Nearly 63% said it had led to improved care and the same proportion said it had made documentation more efficient, including reducing duplication.
North America-based company PointClickCare, which commissioned the research, said it showed UK care homes were lagging behind when it came to making the most of technology.
“They are quite far behind, especially when it comes to the care side,” said Richard White, the company’s vice president for corporate development.
“When it comes to financial management, most homes have some sort of electronic system for billing, but on the care side it still seems to be very paper-based,” he said.
“This is not across the board, as some are more progressive than others, but as a whole services are at least 15 years behind those in North America when it comes to technology adoption,” he told Nursing Times.
“It is a big shift in the way nurses work, but ultimately they can’t believe how much more time and better quality time they have with residents”
Mr White said one of the main benefits of moving to electronic systems encompassing clinical care tasks – which are increasingly being used in UK hospitals – was reducing the amount of time nurses spent doing paperwork and admin.
“What we’re doing is freeing up nursing time to provide better care and engage more with residents,” he said.
“The software allows them to document things as they happen, so they don’t have to spend one and half hours at the end of their shift trying to remember how much someone ate or how many times they took them to the toilet,” he said.
“It also reduces the risk of medication errors and errors in care in general, because the system is constantly reminding you so you know this person now needs their medication or needs to be turned,” said Mr White.
“It is a big shift in the way nurses work, but ultimately they can’t believe how much more time and better quality time they have with residents,” he added.
When asked about the challenges of using electronic health records, UK adopters said staff training was the biggest issue, while many had concerns about agency staff being able to quickly get up to speed with systems that were new to them.
When it came to barriers to investing in clinical technology, half of survey respondents cited budgetary constraints, while lack of IT resources and staff capacity to use technology were among other key concerns.
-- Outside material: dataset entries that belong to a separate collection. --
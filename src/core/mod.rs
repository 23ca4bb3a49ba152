// Copyright 2025 Ramble Contributors
//
// Licensed under the Apache License, Version 2.0 (the "License");
// you may not use this file except in compliance with the License.
// You may obtain a copy of the License at
//
//     http://www.apache.org/licenses/LICENSE-2.0
//
// Unless required by applicable law or agreed to in writing, software
// distributed under the License is distributed on an "AS IS" BASIS,
// WITHOUT WARRANTIES OR CONDITIONS OF ANY KIND, either express or implied.
// See the License for the specific language governing permissions and
// limitations under the License.

//! Core types of the engine
//!
//! This module provides the value domain, tuple storage, and the two
//! interning services (symbols and records) shared by every other layer.

pub mod error;
pub mod record_table;
pub mod symbol_table;
pub mod tuple;
pub mod value;

pub use error::{Error, Result};
pub use record_table::RecordTable;
pub use symbol_table::SymbolTable;
pub use tuple::{tuple_from, tuple_of_arity, Tuple, INLINE_ARITY};
pub use value::{
    as_float, as_unsigned, from_float, from_unsigned, is_true, truth, RamDomain, RamFloat,
    RamSigned, RamUnsigned, BIT_SHIFT_MASK, MAX_SIGNED, MIN_SIGNED, NIL_RECORD,
};
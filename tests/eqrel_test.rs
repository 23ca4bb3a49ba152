// Copyright 2025 Ramble Contributors
//
// Licensed under the Apache License, Version 2.0 (the "License");
// you may not use this file except in compliance with the License.
// You may obtain a copy of the License at
//
//     http://www.apache.org/licenses/LICENSE-2.0
//
// Unless required by applicable law or agreed to in writing, software
// distributed under the License is distributed on an "AS IS" BASIS,
// WITHOUT WARRANTIES OR CONDITIONS OF ANY KIND, either express or implied.
// See the License for the specific language governing permissions and
// limitations under the License.

//! Integration tests for equivalence relations

use ramble::ram::{Expression, Operation, Program, RelationDecl, Statement};
use ramble::{tuple_from, Engine, EngineConfig, RelationKind};

/// Copy `pairs` into the eqrel `eq`, then merge `eq` into `acc`.
fn merge_program() -> Program {
    Program::new(
        vec![
            RelationDecl::btree("pairs", 2),
            RelationDecl::eqrel("eq"),
            RelationDecl::eqrel("acc"),
        ],
        Statement::seq(vec![
            Statement::Query(Operation::Scan {
                relation: "pairs".to_string(),
                tuple_id: 0,
                nested: Box::new(Operation::Insert {
                    relation: "eq".to_string(),
                    values: vec![Expression::element(0, 0), Expression::element(0, 1)],
                }),
                profile_text: None,
            }),
            Statement::MergeExtend {
                source: "eq".to_string(),
                target: "acc".to_string(),
            },
        ]),
    )
}

#[test]
fn test_closure_through_program_inserts() {
    let engine = Engine::new(merge_program(), EngineConfig::default()).unwrap();
    let pairs = engine.relation("pairs").unwrap();
    pairs.insert(&tuple_from(&[1, 2])).unwrap();
    pairs.insert(&tuple_from(&[2, 3])).unwrap();
    engine.execute_main().unwrap();

    let eq = engine.relation("eq").unwrap();
    assert_eq!(eq.kind(), RelationKind::Eqrel);
    // {1,2,3} in one class: 9 ordered pairs, including reflexive and
    // symmetric ones.
    assert_eq!(eq.len().unwrap(), 9);
    assert!(eq.contains(0, &tuple_from(&[3, 1])).unwrap());
    assert!(eq.contains(0, &tuple_from(&[1, 1])).unwrap());
    assert!(!eq.contains(0, &tuple_from(&[1, 4])).unwrap());
}

#[test]
fn test_merge_extend_closes_union() {
    let engine = Engine::new(merge_program(), EngineConfig::default()).unwrap();
    let pairs = engine.relation("pairs").unwrap();
    pairs.insert(&tuple_from(&[1, 2])).unwrap();
    engine.execute_main().unwrap();

    let acc = engine.relation("acc").unwrap();
    assert_eq!(acc.len().unwrap(), 4);
    assert!(acc.contains(0, &tuple_from(&[2, 1])).unwrap());

    // Pre-link 2 and 5 in the target, merge again: the union closes.
    acc.insert(&tuple_from(&[2, 5])).unwrap();
    engine.execute_main().unwrap();
    assert!(acc.contains(0, &tuple_from(&[1, 5])).unwrap());
    assert!(acc.contains(0, &tuple_from(&[5, 1])).unwrap());
}

#[test]
fn test_separate_classes_stay_apart() {
    let engine = Engine::new(merge_program(), EngineConfig::default()).unwrap();
    let pairs = engine.relation("pairs").unwrap();
    pairs.insert(&tuple_from(&[1, 2])).unwrap();
    pairs.insert(&tuple_from(&[10, 20])).unwrap();
    engine.execute_main().unwrap();

    let eq = engine.relation("eq").unwrap();
    assert_eq!(eq.len().unwrap(), 8);
    assert!(!eq.contains(0, &tuple_from(&[1, 10])).unwrap());
}

#[test]
fn test_scan_yields_all_closure_pairs() {
    let engine = Engine::new(merge_program(), EngineConfig::default()).unwrap();
    let pairs = engine.relation("pairs").unwrap();
    pairs.insert(&tuple_from(&[7, 8])).unwrap();
    engine.execute_main().unwrap();

    let mut seen = engine.relation("eq").unwrap().collect().unwrap();
    seen.sort();
    assert_eq!(
        seen,
        vec![
            tuple_from(&[7, 7]),
            tuple_from(&[7, 8]),
            tuple_from(&[8, 7]),
            tuple_from(&[8, 8])
        ]
    );
}

#[test]
fn test_purge_resets_classes() {
    let engine = Engine::new(merge_program(), EngineConfig::default()).unwrap();
    let pairs = engine.relation("pairs").unwrap();
    pairs.insert(&tuple_from(&[1, 2])).unwrap();
    engine.execute_main().unwrap();

    let eq = engine.relation("eq").unwrap();
    eq.purge();
    assert!(eq.is_empty().unwrap());
    assert!(!eq.contains(0, &tuple_from(&[1, 2])).unwrap());
}
// Copyright 2025 Ramble Contributors
//
// Licensed under the Apache License, Version 2.0 (the "License");
// you may not use this file except in compliance with the License.
// You may obtain a copy of the License at
//
//     http://www.apache.org/licenses/LICENSE-2.0
//
// Unless required by applicable law or agreed to in writing, software
// distributed under the License is distributed on an "AS IS" BASIS,
// WITHOUT WARRANTIES OR CONDITIONS OF ANY KIND, either express or implied.
// See the License for the specific language governing permissions and
// limitations under the License.

//! Error types for the engine
//!
//! Only the fatal tier of failures is represented here; internal control
//! signals travel as falsy domain values and recoverable conditions are
//! reported as stderr warnings with a benign result.

use thiserror::Error;

use super::value::RamDomain;

/// Result type alias for engine operations
pub type Result<T> = std::result::Result<T, Error>;

/// Fatal evaluation errors
///
/// Every variant terminates the current execution when it reaches the
/// caller of `execute_main` / `execute_subroutine`.
#[derive(Error, Debug, Clone, PartialEq)]
pub enum Error {
    // =========================================================================
    // Relation errors
    // =========================================================================
    /// Relation name is not declared in the program
    #[error("relation '{0}' not found")]
    RelationNotFound(String),

    /// Relation id is outside the relation map
    #[error("relation id {0} out of range")]
    RelationIdOutOfRange(usize),

    /// Relation was declared twice
    #[error("relation '{0}' already declared")]
    DuplicateRelation(String),

    /// Tuple arity does not match the relation declaration
    #[error("relation '{relation}' expects arity {expected}, got {got}")]
    ArityMismatch {
        relation: String,
        expected: usize,
        got: usize,
    },

    /// Operation requires a representation the relation does not have
    #[error("relation '{relation}' does not support {operation}")]
    UnsupportedRelationOperation {
        relation: String,
        operation: &'static str,
    },

    // =========================================================================
    // Value errors
    // =========================================================================
    /// Symbol handle has no interned string
    #[error("unknown symbol handle {0}")]
    UnknownSymbol(RamDomain),

    /// Record handle has no packed tuple
    #[error("unknown record handle {0}")]
    UnknownRecord(RamDomain),

    /// Record was unpacked at the wrong arity
    #[error("record arity mismatch, expected {expected}, got {got}")]
    RecordArityMismatch { expected: usize, got: usize },

    /// Operator applied to an unsupported type combination
    #[error("type error: {0}")]
    Type(String),

    // =========================================================================
    // Functor errors
    // =========================================================================
    /// User-defined operator name is not registered
    #[error("cannot find user-defined operator '{0}'")]
    UnknownFunctor(String),

    /// Functor invoked with the wrong argument count
    #[error("functor '{name}' expects {expected} arguments, got {got}")]
    FunctorArityMismatch {
        name: String,
        expected: usize,
        got: usize,
    },

    // =========================================================================
    // Program errors
    // =========================================================================
    /// Subroutine name is not part of the program
    #[error("subroutine '{0}' not found")]
    SubroutineNotFound(String),

    /// Directive map is missing a required key
    #[error("missing directive '{0}'")]
    MissingDirective(String),

    /// No IO provider is registered for the directive
    #[error("no IO provider registered for '{0}'")]
    UnknownIoProvider(String),

    // =========================================================================
    // Other errors
    // =========================================================================
    /// Failure while loading or draining a relation
    #[error("error processing {relation} data: {message}")]
    RelationIo { relation: String, message: String },

    /// Malformed input row
    #[error("parse error: {0}")]
    Parse(String),

    /// IO error (wrapped)
    #[error("IO error: {message}")]
    Io { message: String },

    /// Internal error for unexpected conditions
    #[error("{message}")]
    Internal { message: String },
}

impl Error {
    /// Create a new ArityMismatch error
    pub fn arity_mismatch(relation: impl Into<String>, expected: usize, got: usize) -> Self {
        Error::ArityMismatch {
            relation: relation.into(),
            expected,
            got,
        }
    }

    /// Create a new Type error
    pub fn type_error(message: impl Into<String>) -> Self {
        Error::Type(message.into())
    }

    /// Create a new RelationIo error
    pub fn relation_io(relation: impl Into<String>, message: impl Into<String>) -> Self {
        Error::RelationIo {
            relation: relation.into(),
            message: message.into(),
        }
    }

    /// Create a new Parse error
    pub fn parse(message: impl Into<String>) -> Self {
        Error::Parse(message.into())
    }

    /// Create a new IO error
    pub fn io(message: impl Into<String>) -> Self {
        Error::Io {
            message: message.into(),
        }
    }

    /// Create a new Internal error
    pub fn internal(message: impl Into<String>) -> Self {
        Error::Internal {
            message: message.into(),
        }
    }

    /// Check if this is a "not found" type error
    pub fn is_not_found(&self) -> bool {
        matches!(
            self,
            Error::RelationNotFound(_)
                | Error::RelationIdOutOfRange(_)
                | Error::UnknownFunctor(_)
                | Error::SubroutineNotFound(_)
                | Error::UnknownIoProvider(_)
        )
    }
}

impl From<std::io::Error> for Error {
    fn from(err: std::io::Error) -> Self {
        Error::Io {
            message: err.to_string(),
        }
    }
}
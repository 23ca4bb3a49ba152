// Copyright 2025 Ramble Contributors
//
// Licensed under the Apache License, Version 2.0 (the "License");
// you may not use this file except in compliance with the License.
// You may obtain a copy of the License at
//
//     http://www.apache.org/licenses/LICENSE-2.0
//
// Unless required by applicable law or agreed to in writing, software
// distributed under the License is distributed on an "AS IS" BASIS,
// WITHOUT WARRANTIES OR CONDITIONS OF ANY KIND, either express or implied.
// See the License for the specific language governing permissions and
// limitations under the License.

//! Tuple storage
//!
//! A tuple is a fixed-length sequence of domain words. Arities up to
//! [`INLINE_ARITY`] live inline on the stack; larger tuples spill to the
//! heap. Equality and ordering are plain lexicographic; ordering under a
//! column permutation is obtained by storing tuples pre-permuted inside
//! each index (see `relation::index`).

use smallvec::SmallVec;

use super::value::RamDomain;

/// Largest arity stored inline.
pub const INLINE_ARITY: usize = 6;

/// A relation tuple.
pub type Tuple = SmallVec<[RamDomain; INLINE_ARITY]>;

/// Build a tuple from a slice of domain words.
#[inline]
pub fn tuple_from(values: &[RamDomain]) -> Tuple {
    Tuple::from_slice(values)
}

/// Build a zero-filled tuple of the given arity.
#[inline]
pub fn tuple_of_arity(arity: usize) -> Tuple {
    let mut t = Tuple::new();
    t.resize(arity, 0);
    t
}

#[cfg(test)]
mod tests {
    use super::*;

    #[test]
    fn test_tuple_from_slice() {
        let t = tuple_from(&[1, 2, 3]);
        assert_eq!(t.len(), 3);
        assert_eq!(t[1], 2);
    }

    #[test]
    fn test_tuple_of_arity() {
        let t = tuple_of_arity(4);
        assert_eq!(t.as_slice(), &[0, 0, 0, 0]);
    }

    #[test]
    fn test_lexicographic_ordering() {
        assert!(tuple_from(&[1, 2]) < tuple_from(&[1, 3]));
        assert!(tuple_from(&[1, 9]) < tuple_from(&[2, 0]));
        assert_eq!(tuple_from(&[5]), tuple_from(&[5]));
    }

    #[test]
    fn test_large_arity_spills() {
        let values: Vec<RamDomain> = (0..10).collect();
        let t = tuple_from(&values);
        assert_eq!(t.len(), 10);
        assert_eq!(t[9], 9);
    }
}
“In the end they will find they will get better outcomes, be more compliant and will eventually be more profitable”
Mr White acknowledged differences in the way long-term care operated and was funded between the US and UK, with homes in the UK tending to be smaller and a significant proportion relying on state funding.
But he said investing in technology could help UK residential care providers avoid falling victim to the current crisis in provision that has seen many homes close and major providers pull out of the market.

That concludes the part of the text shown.